**Action item**: Copy every record word for word.

**Material for this exercise**:
= = = = = = =

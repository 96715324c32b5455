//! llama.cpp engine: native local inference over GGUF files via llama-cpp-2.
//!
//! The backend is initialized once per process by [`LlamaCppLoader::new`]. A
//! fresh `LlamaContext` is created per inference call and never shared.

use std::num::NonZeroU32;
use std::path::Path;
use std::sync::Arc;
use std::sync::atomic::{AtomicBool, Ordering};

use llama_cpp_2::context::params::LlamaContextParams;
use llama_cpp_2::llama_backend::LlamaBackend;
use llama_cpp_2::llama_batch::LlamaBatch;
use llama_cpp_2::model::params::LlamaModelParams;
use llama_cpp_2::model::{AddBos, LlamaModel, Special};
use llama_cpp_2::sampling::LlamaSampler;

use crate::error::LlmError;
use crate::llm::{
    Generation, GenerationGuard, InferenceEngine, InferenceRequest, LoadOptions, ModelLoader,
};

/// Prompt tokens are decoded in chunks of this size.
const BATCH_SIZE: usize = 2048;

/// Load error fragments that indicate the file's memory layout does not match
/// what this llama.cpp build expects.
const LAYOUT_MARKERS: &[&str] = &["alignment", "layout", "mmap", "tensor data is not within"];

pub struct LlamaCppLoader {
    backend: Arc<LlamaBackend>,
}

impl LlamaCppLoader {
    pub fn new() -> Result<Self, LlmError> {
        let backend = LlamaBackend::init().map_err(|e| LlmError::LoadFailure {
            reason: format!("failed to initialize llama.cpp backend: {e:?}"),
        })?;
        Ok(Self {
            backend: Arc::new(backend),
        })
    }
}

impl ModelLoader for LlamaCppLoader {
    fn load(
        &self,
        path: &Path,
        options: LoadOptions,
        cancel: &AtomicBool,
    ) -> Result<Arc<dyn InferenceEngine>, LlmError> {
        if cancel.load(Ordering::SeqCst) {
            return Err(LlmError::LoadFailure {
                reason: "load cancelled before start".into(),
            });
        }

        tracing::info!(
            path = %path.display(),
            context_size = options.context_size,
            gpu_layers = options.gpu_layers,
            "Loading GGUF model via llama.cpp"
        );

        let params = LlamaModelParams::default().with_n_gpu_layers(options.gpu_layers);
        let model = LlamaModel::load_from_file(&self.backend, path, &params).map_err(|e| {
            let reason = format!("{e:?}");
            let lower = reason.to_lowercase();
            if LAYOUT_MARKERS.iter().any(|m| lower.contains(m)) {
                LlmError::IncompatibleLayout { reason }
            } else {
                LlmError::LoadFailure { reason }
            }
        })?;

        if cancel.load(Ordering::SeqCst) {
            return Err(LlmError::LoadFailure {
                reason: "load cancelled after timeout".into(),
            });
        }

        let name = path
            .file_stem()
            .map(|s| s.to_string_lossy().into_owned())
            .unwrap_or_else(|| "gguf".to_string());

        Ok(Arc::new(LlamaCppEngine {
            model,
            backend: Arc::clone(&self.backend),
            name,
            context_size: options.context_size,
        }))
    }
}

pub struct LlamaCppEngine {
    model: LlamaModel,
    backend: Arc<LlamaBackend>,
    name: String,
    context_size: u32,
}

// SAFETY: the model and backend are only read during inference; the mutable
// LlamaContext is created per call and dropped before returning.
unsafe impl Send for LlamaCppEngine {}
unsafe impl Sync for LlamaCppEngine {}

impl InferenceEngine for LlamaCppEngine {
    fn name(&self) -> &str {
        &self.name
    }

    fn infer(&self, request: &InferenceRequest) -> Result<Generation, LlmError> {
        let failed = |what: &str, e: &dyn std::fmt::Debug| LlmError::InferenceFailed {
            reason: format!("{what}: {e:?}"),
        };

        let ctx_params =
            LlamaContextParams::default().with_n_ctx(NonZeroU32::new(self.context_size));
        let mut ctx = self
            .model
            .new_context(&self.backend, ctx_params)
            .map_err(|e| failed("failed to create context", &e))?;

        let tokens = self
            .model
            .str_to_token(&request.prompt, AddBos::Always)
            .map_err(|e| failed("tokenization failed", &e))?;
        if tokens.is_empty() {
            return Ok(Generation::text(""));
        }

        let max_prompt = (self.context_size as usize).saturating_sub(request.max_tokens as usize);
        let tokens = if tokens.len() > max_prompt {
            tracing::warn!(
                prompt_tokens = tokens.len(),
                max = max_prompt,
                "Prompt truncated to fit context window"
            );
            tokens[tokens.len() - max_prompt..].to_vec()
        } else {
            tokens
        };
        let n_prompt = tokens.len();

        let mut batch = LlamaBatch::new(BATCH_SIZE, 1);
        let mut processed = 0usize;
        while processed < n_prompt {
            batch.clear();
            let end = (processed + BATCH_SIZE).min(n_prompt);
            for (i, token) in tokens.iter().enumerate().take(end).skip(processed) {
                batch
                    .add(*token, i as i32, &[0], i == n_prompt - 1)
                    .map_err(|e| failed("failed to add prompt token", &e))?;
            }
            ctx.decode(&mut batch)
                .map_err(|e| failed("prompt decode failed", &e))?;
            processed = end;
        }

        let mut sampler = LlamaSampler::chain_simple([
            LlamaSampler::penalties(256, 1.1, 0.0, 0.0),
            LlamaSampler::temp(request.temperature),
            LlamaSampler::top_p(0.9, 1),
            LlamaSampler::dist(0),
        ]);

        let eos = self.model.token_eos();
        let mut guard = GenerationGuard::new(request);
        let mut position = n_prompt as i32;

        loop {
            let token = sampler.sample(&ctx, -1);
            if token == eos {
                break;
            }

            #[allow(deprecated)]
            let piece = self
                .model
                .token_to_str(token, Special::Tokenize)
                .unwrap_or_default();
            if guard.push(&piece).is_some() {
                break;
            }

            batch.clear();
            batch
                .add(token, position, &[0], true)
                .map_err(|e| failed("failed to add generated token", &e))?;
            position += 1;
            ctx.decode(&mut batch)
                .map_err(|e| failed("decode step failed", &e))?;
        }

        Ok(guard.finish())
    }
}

= = = = = = =

**Written reply**:
repository 96715324c32b5455
//! llama.cpp engine: native local inference over GGUF files via llama-cpp-2.
//!
//! The backend is initialized once per process by [`LlamaCppLoader::new`]. A
//! fresh `LlamaContext` is created per inference call and never shared.

use std::num::NonZeroU32;
use std::path::Path;
use std::sync::Arc;
use std::sync::atomic::{AtomicBool, Ordering};

use llama_cpp_2::context::params::LlamaContextParams;
use llama_cpp_2::llama_backend::LlamaBackend;
use llama_cpp_2::llama_batch::LlamaBatch;
use llama_cpp_2::model::params::LlamaModelParams;
use llama_cpp_2::model::{AddBos, LlamaModel, Special};
use llama_cpp_2::sampling::LlamaSampler;

use crate::error::LlmError;
use crate::llm::{
    Generation, GenerationGuard, InferenceEngine, InferenceRequest, LoadOptions, ModelLoader,
};

/// Prompt tokens are decoded in chunks of this size.
const BATCH_SIZE: usize = 2048;

/// Load error fragments that indicate the file's memory layout does not match
/// what this llama.cpp build expects.
const LAYOUT_MARKERS: &[&str] = &["alignment", "layout", "mmap", "tensor data is not within"];

pub struct LlamaCppLoader {
    backend: Arc<LlamaBackend>,
}

impl LlamaCppLoader {
    pub fn new() -> Result<Self, LlmError> {
        let backend = LlamaBackend::init().map_err(|e| LlmError::LoadFailure {
            reason: format!("failed to initialize llama.cpp backend: {e:?}"),
        })?;
        Ok(Self {
            backend: Arc::new(backend),
        })
    }
}

impl ModelLoader for LlamaCppLoader {
    fn load(
        &self,
        path: &Path,
        options: LoadOptions,
        cancel: &AtomicBool,
    ) -> Result<Arc<dyn InferenceEngine>, LlmError> {
        if cancel.load(Ordering::SeqCst) {
            return Err(LlmError::LoadFailure {
                reason: "load cancelled before start".into(),
            });
        }

        tracing::info!(
            path = %path.display(),
            context_size = options.context_size,
            gpu_layers = options.gpu_layers,
            "Loading GGUF model via llama.cpp"
        );

        let params = LlamaModelParams::default().with_n_gpu_layers(options.gpu_layers);
        let model = LlamaModel::load_from_file(&self.backend, path, &params).map_err(|e| {
            let reason = format!("{e:?}");
            let lower = reason.to_lowercase();
            if LAYOUT_MARKERS.iter().any(|m| lower.contains(m)) {
                LlmError::IncompatibleLayout { reason }
            } else {
                LlmError::LoadFailure { reason }
            }
        })?;

        if cancel.load(Ordering::SeqCst) {
            return Err(LlmError::LoadFailure {
                reason: "load cancelled after timeout".into(),
            });
        }

        let name = path
            .file_stem()
            .map(|s| s.to_string_lossy().into_owned())
            .unwrap_or_else(|| "gguf".to_string());

        Ok(Arc::new(LlamaCppEngine {
            model,
            backend: Arc::clone(&self.backend),
            name,
            context_size: options.context_size,
        }))
    }
}

pub struct LlamaCppEngine {
    model: LlamaModel,
    backend: Arc<LlamaBackend>,
    name: String,
    context_size: u32,
}

// SAFETY: the model and backend are only read during inference; the mutable
// LlamaContext is created per call and dropped before returning.
unsafe impl Send for LlamaCppEngine {}
unsafe impl Sync for LlamaCppEngine {}

impl InferenceEngine for LlamaCppEngine {
    fn name(&self) -> &str {
        &self.name
    }

    fn infer(&self, request: &InferenceRequest) -> Result<Generation, LlmError> {
        let failed = |what: &str, e: &dyn std::fmt::Debug| LlmError::InferenceFailed {
            reason: format!("{what}: {e:?}"),
        };

        let ctx_params =
            LlamaContextParams::default().with_n_ctx(NonZeroU32::new(self.context_size));
        let mut ctx = self
            .model
            .new_context(&self.backend, ctx_params)
            .map_err(|e| failed("failed to create context", &e))?;

        let tokens = self
            .model
            .str_to_token(&request.prompt, AddBos::Always)
            .map_err(|e| failed("tokenization failed", &e))?;
        if tokens.is_empty() {
            return Ok(Generation::text(""));
        }

        let max_prompt = (self.context_size as usize).saturating_sub(request.max_tokens as usize);
        let tokens = if tokens.len() > max_prompt {
            tracing::warn!(
                prompt_tokens = tokens.len(),
                max = max_prompt,
                "Prompt truncated to fit context window"
            );
            tokens[tokens.len() - max_prompt..].to_vec()
        } else {
            tokens
        };
        let n_prompt = tokens.len();

        let mut batch = LlamaBatch::new(BATCH_SIZE, 1);
        let mut processed = 0usize;
        while processed < n_prompt {
            batch.clear();
            let end = (processed + BATCH_SIZE).min(n_prompt);
            for (i, token) in tokens.iter().enumerate().take(end).skip(processed) {
                batch
                    .add(*token, i as i32, &[0], i == n_prompt - 1)
                    .map_err(|e| failed("failed to add prompt token", &e))?;
            }
            ctx.decode(&mut batch)
                .map_err(|e| failed("prompt decode failed", &e))?;
            processed = end;
        }

        let mut sampler = LlamaSampler::chain_simple([
            LlamaSampler::penalties(256, 1.1, 0.0, 0.0),
            LlamaSampler::temp(request.temperature),
            LlamaSampler::top_p(0.9, 1),
            LlamaSampler::dist(0),
        ]);

        let eos = self.model.token_eos();
        let mut guard = GenerationGuard::new(request);
        let mut position = n_prompt as i32;

        loop {
            let token = sampler.sample(&ctx, -1);
            if token == eos {
                break;
            }

            #[allow(deprecated)]
            let piece = self
                .model
                .token_to_str(token, Special::Tokenize)
                .unwrap_or_default();
            if guard.push(&piece).is_some() {
                break;
            }

            batch.clear();
            batch
                .add(token, position, &[0], true)
                .map_err(|e| failed("failed to add generated token", &e))?;
            position += 1;
            ctx.decode(&mut batch)
                .map_err(|e| failed("decode step failed", &e))?;
        }

        Ok(guard.finish())
    }
}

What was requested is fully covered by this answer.